[Description of the task]: Work out how many lines of the data hold the string "selected", and reply with that number alone.

Stored items:
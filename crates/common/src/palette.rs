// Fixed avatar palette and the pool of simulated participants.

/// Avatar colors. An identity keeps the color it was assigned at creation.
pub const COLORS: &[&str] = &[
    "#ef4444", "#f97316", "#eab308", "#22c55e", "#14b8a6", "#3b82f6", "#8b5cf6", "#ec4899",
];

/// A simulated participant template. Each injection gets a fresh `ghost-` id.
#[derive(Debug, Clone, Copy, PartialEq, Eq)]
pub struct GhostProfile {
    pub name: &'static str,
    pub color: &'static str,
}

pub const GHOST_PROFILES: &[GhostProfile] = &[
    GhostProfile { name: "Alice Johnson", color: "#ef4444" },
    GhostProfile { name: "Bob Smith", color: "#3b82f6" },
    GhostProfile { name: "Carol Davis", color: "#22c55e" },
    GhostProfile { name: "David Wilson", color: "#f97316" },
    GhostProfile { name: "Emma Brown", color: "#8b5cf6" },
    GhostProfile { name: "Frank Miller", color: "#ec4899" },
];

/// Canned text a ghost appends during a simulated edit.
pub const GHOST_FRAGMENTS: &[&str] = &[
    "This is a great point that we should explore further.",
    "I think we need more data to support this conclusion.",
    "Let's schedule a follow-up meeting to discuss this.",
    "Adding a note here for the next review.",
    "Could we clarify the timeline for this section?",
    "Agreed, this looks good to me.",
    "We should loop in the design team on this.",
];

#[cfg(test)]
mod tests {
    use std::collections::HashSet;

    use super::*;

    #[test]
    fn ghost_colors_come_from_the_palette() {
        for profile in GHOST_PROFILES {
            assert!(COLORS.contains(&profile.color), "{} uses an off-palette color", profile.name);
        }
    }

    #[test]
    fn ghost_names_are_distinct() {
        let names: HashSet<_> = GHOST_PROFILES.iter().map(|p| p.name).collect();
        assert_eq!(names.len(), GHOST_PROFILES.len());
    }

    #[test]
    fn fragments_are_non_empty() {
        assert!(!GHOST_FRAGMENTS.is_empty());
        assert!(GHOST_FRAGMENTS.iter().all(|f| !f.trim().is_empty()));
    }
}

...

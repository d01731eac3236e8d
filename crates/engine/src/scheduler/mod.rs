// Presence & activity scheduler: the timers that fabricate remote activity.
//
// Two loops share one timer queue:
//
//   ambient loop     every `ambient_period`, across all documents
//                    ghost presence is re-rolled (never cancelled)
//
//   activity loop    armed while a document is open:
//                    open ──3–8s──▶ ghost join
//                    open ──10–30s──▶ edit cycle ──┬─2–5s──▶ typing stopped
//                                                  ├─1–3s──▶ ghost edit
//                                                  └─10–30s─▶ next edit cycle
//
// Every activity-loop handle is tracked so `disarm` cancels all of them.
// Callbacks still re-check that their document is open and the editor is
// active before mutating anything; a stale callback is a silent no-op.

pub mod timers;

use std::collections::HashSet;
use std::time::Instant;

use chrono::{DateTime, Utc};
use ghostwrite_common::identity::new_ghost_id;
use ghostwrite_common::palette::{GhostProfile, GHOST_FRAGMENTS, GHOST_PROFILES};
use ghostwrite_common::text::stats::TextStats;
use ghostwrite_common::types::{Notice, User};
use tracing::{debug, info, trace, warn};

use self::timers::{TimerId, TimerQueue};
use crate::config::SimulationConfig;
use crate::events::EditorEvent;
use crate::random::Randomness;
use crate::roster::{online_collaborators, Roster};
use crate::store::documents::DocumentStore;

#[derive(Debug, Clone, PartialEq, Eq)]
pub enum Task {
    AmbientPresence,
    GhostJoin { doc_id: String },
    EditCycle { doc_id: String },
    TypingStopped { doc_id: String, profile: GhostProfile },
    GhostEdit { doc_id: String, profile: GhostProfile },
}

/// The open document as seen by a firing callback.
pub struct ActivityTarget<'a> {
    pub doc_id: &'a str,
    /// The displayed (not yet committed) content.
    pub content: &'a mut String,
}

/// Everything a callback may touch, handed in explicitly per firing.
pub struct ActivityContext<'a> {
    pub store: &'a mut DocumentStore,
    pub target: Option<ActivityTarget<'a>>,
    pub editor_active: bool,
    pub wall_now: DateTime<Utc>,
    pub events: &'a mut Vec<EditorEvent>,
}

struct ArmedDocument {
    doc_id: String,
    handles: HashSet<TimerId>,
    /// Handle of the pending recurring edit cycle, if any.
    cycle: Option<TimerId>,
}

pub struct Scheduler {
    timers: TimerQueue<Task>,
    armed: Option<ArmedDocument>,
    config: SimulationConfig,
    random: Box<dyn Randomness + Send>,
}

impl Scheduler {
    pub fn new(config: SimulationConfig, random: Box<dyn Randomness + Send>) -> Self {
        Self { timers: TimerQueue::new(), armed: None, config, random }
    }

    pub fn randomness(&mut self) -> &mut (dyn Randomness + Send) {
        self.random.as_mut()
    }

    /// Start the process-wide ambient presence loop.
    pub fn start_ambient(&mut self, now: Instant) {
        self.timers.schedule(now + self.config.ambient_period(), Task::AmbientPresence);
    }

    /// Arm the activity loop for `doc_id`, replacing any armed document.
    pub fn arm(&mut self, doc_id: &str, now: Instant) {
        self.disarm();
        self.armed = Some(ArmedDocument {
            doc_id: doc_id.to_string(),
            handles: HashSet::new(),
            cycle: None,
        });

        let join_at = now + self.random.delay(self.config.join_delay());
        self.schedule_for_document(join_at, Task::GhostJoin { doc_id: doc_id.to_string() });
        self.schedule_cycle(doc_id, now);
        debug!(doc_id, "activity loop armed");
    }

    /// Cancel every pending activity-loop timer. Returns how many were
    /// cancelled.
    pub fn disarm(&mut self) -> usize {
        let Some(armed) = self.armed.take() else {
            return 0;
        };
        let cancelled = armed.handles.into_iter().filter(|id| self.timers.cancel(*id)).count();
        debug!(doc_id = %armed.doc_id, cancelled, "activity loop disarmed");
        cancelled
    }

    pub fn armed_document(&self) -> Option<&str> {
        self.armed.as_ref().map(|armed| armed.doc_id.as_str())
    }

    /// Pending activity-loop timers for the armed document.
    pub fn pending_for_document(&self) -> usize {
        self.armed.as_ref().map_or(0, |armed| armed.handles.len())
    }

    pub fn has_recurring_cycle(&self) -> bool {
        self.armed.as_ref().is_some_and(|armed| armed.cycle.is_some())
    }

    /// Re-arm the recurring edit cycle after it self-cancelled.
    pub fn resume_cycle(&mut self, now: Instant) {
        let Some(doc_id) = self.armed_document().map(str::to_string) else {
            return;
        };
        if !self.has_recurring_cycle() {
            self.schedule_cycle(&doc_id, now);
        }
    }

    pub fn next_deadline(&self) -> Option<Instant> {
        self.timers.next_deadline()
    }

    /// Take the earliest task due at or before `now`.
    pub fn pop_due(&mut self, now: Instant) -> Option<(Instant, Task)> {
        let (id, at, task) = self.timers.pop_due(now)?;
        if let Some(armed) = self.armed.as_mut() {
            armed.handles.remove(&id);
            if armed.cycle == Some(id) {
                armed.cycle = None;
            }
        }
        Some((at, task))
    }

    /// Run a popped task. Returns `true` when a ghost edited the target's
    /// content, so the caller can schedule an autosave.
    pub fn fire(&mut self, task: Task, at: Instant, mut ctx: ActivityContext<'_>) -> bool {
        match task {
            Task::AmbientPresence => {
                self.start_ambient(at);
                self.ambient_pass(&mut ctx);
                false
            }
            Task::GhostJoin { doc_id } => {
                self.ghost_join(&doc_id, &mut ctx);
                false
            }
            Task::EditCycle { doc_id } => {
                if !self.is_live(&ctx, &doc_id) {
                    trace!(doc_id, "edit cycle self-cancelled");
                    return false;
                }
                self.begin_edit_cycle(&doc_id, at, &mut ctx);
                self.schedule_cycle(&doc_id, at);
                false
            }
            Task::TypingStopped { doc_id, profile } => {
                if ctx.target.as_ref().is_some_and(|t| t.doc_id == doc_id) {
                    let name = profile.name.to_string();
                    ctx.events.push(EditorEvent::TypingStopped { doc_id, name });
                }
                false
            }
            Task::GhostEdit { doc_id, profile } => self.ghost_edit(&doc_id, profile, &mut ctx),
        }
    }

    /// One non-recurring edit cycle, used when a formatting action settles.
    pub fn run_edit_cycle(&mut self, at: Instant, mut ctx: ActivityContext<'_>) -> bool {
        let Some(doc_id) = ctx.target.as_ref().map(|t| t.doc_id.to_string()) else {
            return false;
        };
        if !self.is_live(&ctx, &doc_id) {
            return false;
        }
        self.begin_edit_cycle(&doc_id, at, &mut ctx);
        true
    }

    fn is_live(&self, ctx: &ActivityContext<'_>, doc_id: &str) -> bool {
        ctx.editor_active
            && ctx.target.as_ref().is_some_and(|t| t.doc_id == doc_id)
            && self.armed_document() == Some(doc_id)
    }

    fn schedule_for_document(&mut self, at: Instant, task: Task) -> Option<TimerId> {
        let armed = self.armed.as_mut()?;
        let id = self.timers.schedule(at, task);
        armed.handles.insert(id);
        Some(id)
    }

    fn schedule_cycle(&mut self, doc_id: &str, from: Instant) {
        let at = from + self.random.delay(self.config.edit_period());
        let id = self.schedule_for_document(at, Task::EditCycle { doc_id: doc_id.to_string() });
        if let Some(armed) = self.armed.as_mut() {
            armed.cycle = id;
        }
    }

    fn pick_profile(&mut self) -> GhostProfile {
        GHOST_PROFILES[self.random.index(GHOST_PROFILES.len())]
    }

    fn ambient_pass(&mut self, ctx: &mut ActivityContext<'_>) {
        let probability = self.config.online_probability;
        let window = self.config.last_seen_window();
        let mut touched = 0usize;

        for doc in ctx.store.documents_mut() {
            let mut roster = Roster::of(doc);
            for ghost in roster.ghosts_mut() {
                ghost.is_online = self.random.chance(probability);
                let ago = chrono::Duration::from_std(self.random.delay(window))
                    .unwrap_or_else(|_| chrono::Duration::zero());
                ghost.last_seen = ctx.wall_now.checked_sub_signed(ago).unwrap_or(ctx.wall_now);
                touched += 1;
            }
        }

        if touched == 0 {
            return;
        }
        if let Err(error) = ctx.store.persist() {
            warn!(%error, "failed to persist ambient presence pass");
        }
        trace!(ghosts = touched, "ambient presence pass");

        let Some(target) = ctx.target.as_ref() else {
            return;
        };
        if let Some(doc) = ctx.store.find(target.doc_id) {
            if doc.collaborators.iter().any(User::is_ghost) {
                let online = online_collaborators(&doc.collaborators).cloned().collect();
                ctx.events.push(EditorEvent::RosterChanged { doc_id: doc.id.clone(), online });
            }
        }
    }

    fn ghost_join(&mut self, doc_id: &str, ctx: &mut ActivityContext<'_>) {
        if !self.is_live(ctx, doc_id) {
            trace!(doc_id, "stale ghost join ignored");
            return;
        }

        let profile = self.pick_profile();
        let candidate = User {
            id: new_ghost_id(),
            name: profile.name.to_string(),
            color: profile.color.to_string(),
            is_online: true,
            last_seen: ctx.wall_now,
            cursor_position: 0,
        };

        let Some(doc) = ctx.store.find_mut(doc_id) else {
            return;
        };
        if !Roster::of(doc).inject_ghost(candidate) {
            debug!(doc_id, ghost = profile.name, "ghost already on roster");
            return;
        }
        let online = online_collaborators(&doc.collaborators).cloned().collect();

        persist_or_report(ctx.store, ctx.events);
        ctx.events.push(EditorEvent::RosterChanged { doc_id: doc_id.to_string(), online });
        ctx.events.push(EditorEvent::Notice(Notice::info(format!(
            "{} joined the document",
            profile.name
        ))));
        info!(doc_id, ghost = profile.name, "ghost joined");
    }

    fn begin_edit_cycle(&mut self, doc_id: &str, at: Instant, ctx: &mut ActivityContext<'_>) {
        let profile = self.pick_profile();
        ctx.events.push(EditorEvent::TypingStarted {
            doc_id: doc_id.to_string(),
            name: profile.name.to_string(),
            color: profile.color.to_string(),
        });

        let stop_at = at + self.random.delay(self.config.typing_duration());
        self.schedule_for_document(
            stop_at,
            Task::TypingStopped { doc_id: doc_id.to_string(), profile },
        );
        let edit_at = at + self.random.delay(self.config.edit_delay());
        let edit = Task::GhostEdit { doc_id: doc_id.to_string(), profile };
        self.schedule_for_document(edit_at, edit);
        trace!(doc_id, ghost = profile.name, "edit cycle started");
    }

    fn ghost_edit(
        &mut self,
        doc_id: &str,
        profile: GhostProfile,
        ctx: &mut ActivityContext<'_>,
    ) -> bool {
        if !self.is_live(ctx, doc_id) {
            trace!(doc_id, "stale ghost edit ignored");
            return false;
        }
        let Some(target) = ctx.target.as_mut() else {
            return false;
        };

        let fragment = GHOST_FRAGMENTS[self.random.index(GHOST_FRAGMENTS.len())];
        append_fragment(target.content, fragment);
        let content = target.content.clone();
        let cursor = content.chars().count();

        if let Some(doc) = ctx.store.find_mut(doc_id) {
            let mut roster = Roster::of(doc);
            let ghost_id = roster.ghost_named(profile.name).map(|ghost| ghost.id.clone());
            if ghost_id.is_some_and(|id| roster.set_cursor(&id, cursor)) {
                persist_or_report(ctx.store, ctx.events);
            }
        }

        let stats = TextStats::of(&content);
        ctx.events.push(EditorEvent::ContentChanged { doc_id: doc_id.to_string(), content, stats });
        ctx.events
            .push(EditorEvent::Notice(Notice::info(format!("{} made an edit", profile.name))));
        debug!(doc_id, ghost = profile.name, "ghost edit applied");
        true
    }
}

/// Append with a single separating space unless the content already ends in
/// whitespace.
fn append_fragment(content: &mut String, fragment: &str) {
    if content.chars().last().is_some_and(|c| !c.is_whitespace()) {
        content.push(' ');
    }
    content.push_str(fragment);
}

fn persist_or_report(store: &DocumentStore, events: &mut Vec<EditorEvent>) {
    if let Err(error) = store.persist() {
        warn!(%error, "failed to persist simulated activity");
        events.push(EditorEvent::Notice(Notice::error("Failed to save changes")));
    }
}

* * *

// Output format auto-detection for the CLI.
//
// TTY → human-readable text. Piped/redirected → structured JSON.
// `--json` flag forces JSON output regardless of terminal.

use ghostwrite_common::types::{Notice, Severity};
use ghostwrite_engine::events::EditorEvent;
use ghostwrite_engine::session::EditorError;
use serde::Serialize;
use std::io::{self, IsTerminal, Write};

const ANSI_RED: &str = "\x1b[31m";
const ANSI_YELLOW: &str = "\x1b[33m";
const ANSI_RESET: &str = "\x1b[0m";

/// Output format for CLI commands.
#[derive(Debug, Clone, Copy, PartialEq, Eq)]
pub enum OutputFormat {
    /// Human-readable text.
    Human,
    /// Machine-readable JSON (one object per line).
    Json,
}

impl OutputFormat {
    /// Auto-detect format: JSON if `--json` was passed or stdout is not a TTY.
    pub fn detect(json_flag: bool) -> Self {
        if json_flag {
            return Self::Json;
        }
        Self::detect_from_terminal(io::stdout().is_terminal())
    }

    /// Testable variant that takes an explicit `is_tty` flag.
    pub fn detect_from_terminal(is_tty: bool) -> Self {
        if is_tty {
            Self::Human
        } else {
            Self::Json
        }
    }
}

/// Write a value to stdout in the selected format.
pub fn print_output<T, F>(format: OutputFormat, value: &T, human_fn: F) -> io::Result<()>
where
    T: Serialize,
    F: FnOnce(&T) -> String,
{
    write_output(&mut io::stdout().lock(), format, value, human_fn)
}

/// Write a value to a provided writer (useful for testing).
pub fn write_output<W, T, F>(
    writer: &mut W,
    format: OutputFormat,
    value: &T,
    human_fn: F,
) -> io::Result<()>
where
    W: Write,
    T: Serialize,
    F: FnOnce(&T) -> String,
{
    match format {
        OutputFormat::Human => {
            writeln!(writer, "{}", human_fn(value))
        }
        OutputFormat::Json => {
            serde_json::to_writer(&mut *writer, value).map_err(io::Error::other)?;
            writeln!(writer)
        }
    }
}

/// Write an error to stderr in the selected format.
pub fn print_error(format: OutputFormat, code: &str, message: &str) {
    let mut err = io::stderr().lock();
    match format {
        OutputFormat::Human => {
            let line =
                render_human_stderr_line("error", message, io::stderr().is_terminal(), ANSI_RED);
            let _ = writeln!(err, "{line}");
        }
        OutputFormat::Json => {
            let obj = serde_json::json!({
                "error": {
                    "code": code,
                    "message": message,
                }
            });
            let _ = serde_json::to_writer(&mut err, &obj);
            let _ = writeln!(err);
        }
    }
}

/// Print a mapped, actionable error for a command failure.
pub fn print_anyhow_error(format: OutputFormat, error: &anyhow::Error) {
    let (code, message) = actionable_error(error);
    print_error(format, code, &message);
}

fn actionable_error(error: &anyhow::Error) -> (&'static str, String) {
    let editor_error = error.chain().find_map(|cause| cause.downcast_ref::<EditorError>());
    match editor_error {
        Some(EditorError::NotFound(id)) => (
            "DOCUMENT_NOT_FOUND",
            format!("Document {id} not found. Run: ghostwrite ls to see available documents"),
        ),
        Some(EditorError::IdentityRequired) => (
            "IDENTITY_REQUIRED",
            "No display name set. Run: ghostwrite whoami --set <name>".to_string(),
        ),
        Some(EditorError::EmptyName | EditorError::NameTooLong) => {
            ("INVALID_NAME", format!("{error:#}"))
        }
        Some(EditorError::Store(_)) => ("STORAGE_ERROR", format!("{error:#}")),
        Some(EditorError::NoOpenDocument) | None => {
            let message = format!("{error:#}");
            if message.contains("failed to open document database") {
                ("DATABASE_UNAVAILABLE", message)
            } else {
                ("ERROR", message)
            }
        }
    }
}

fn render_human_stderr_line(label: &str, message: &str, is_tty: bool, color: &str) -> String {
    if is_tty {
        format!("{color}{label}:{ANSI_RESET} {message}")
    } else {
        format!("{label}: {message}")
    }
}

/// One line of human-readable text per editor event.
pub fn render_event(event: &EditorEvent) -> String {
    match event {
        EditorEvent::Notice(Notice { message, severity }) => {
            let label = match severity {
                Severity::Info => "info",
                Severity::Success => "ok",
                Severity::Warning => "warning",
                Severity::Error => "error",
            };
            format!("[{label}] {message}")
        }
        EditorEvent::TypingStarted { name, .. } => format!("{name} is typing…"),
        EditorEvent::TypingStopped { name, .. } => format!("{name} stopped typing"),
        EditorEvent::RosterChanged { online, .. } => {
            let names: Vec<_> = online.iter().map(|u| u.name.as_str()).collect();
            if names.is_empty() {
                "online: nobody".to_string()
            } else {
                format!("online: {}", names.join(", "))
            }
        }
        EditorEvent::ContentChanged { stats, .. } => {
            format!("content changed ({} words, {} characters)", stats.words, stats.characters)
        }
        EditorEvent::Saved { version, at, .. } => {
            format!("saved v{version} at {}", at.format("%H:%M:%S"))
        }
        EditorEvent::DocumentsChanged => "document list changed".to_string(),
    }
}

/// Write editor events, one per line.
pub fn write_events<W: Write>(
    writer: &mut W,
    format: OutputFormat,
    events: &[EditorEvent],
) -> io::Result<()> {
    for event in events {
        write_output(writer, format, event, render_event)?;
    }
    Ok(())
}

[Response to this exercise]: 2